BRIEF: What is needed is a copy of each line in the listing that contains "when".
═════ RECORDS SUPPLIED
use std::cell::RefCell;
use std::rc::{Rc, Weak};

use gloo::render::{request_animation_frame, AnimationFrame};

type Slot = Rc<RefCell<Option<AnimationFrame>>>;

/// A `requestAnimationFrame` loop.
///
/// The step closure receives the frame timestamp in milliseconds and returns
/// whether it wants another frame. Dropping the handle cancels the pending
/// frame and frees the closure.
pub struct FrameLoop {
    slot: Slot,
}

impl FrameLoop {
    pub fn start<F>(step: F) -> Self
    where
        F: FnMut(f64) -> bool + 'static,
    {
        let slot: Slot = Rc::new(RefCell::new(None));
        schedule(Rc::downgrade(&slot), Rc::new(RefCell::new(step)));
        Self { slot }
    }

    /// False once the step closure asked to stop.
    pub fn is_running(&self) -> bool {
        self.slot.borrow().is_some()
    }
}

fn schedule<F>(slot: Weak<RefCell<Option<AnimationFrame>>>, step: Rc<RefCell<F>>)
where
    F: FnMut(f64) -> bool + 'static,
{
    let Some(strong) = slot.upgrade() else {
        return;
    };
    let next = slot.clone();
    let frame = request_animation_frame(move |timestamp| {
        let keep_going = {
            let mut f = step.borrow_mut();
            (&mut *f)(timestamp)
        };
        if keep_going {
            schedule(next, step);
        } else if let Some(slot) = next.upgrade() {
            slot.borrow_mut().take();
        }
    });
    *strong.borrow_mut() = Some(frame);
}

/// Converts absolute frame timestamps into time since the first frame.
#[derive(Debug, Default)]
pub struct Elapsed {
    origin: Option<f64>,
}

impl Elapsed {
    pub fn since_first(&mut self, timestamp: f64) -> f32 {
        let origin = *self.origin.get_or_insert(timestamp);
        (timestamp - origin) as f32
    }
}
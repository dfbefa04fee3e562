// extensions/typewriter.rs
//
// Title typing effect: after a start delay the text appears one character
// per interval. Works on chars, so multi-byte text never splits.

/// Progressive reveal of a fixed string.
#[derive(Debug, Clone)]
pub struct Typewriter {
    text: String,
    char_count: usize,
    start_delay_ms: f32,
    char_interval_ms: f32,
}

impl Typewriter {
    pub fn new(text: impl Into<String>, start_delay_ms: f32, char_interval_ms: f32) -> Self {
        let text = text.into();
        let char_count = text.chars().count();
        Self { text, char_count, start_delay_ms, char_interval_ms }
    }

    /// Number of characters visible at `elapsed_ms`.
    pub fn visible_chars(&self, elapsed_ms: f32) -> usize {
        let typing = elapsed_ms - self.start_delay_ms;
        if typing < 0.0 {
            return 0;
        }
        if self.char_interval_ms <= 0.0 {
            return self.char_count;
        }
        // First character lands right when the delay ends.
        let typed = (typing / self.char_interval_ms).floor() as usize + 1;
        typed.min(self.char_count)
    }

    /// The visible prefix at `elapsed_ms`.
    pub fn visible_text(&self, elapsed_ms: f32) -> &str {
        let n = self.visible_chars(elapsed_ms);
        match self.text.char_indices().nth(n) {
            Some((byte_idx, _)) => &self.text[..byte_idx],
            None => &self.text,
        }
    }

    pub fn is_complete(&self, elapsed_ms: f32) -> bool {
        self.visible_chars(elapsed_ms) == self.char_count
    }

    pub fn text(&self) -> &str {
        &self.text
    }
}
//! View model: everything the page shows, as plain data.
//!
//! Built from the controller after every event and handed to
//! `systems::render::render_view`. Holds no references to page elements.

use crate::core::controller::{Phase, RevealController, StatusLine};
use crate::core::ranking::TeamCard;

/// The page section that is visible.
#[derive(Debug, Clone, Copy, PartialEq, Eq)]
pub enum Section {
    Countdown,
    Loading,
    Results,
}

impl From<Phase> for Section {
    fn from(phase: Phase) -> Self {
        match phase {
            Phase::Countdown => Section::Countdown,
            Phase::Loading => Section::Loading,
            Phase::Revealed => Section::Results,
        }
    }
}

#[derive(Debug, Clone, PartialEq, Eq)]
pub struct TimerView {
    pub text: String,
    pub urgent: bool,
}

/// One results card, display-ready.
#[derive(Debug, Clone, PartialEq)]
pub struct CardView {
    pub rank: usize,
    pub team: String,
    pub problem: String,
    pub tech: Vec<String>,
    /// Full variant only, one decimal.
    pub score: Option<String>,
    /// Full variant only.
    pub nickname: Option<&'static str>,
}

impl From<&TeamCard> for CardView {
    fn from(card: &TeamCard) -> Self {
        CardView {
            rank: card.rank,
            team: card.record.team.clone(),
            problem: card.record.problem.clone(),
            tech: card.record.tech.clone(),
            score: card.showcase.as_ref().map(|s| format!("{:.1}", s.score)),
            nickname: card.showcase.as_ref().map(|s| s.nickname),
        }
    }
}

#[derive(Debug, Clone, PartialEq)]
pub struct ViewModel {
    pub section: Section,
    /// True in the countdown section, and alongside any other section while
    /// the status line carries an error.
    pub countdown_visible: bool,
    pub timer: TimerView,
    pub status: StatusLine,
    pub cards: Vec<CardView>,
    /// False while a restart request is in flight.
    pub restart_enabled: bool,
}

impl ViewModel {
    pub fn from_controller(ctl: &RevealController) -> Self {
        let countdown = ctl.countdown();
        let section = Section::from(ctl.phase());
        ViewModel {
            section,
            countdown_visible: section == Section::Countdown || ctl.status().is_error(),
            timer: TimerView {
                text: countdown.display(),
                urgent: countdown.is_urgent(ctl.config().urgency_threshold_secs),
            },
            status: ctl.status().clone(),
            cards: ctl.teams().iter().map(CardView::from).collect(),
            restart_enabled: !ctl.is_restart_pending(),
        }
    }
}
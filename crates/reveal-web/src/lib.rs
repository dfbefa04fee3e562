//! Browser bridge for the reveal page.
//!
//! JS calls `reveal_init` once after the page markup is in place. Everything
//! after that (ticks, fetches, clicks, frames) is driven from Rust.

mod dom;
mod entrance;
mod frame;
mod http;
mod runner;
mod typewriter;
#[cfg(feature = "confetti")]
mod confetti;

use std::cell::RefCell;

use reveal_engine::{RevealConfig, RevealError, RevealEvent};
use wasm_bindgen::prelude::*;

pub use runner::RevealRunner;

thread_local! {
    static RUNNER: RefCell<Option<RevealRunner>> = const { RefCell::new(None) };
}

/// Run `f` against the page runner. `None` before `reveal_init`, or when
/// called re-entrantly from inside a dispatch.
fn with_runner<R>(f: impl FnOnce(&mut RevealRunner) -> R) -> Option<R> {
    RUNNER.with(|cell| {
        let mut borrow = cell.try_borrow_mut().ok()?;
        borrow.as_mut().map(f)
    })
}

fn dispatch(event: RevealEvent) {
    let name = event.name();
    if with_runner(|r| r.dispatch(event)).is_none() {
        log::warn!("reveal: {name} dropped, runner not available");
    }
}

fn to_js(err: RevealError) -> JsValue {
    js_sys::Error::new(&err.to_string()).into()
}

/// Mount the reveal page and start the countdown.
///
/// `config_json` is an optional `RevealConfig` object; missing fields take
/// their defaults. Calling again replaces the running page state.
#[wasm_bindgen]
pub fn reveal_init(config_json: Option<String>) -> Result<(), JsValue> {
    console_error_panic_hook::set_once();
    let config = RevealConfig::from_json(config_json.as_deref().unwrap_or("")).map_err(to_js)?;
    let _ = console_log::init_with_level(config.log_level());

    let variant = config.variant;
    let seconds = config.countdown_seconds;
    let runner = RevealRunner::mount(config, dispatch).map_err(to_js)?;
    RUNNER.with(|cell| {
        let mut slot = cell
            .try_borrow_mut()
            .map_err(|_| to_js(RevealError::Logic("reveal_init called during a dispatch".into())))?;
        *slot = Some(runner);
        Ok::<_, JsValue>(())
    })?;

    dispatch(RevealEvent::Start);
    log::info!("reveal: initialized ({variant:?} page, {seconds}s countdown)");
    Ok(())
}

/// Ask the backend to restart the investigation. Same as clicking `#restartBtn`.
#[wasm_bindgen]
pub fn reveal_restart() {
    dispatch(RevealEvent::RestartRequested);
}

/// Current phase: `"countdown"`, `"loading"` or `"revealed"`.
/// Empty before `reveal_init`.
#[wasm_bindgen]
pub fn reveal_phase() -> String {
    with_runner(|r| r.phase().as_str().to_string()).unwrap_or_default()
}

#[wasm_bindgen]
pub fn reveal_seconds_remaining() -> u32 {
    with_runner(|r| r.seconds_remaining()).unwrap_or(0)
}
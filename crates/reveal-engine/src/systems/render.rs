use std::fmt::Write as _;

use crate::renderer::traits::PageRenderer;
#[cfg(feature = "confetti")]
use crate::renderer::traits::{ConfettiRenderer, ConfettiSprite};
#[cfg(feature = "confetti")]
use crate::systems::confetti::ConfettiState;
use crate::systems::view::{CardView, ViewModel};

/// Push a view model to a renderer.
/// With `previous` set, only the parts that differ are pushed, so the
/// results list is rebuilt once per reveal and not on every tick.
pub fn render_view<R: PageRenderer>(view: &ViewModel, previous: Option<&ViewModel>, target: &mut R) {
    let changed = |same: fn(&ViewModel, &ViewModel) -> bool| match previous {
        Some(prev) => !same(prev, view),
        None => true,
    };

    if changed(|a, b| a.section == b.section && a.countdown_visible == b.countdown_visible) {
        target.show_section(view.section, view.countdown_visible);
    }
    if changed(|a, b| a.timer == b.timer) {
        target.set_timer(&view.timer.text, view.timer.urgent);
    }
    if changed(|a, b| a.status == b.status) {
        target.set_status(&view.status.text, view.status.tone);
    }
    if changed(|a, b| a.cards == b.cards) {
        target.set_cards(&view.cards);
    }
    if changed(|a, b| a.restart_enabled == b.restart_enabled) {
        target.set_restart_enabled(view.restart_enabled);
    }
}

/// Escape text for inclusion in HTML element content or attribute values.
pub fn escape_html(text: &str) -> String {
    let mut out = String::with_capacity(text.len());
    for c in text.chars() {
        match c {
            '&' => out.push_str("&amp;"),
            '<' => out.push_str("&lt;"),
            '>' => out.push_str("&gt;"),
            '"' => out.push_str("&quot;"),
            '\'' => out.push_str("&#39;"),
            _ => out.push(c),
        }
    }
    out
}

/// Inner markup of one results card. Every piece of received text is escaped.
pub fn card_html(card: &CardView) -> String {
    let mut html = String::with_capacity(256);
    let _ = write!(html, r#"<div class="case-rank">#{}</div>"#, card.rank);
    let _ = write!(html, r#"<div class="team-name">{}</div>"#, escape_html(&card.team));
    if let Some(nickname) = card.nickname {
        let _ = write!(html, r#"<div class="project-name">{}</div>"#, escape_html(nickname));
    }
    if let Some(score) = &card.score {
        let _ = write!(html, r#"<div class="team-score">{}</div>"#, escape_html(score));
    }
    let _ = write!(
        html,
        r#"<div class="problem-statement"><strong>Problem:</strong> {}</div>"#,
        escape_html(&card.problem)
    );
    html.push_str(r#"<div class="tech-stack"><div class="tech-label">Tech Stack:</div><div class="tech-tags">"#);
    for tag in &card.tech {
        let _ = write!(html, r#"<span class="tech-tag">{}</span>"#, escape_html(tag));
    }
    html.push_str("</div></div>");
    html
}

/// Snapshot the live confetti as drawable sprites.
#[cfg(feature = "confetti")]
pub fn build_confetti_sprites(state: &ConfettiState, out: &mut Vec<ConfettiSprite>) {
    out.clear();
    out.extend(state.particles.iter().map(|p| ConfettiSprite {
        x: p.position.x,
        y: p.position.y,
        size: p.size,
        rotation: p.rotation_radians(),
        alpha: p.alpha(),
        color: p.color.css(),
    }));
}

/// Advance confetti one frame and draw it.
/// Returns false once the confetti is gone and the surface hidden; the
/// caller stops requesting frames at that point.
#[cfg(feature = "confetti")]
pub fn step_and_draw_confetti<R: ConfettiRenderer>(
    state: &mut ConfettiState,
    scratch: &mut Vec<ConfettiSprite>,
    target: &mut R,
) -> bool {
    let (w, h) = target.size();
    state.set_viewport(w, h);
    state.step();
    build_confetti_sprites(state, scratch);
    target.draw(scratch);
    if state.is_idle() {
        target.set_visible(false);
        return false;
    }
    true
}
══════════
RESPONSE TO THIS TASK:
        // First character lands right when the delay ends.
/// Run `f` against the page runner. `None` before `reveal_init`, or when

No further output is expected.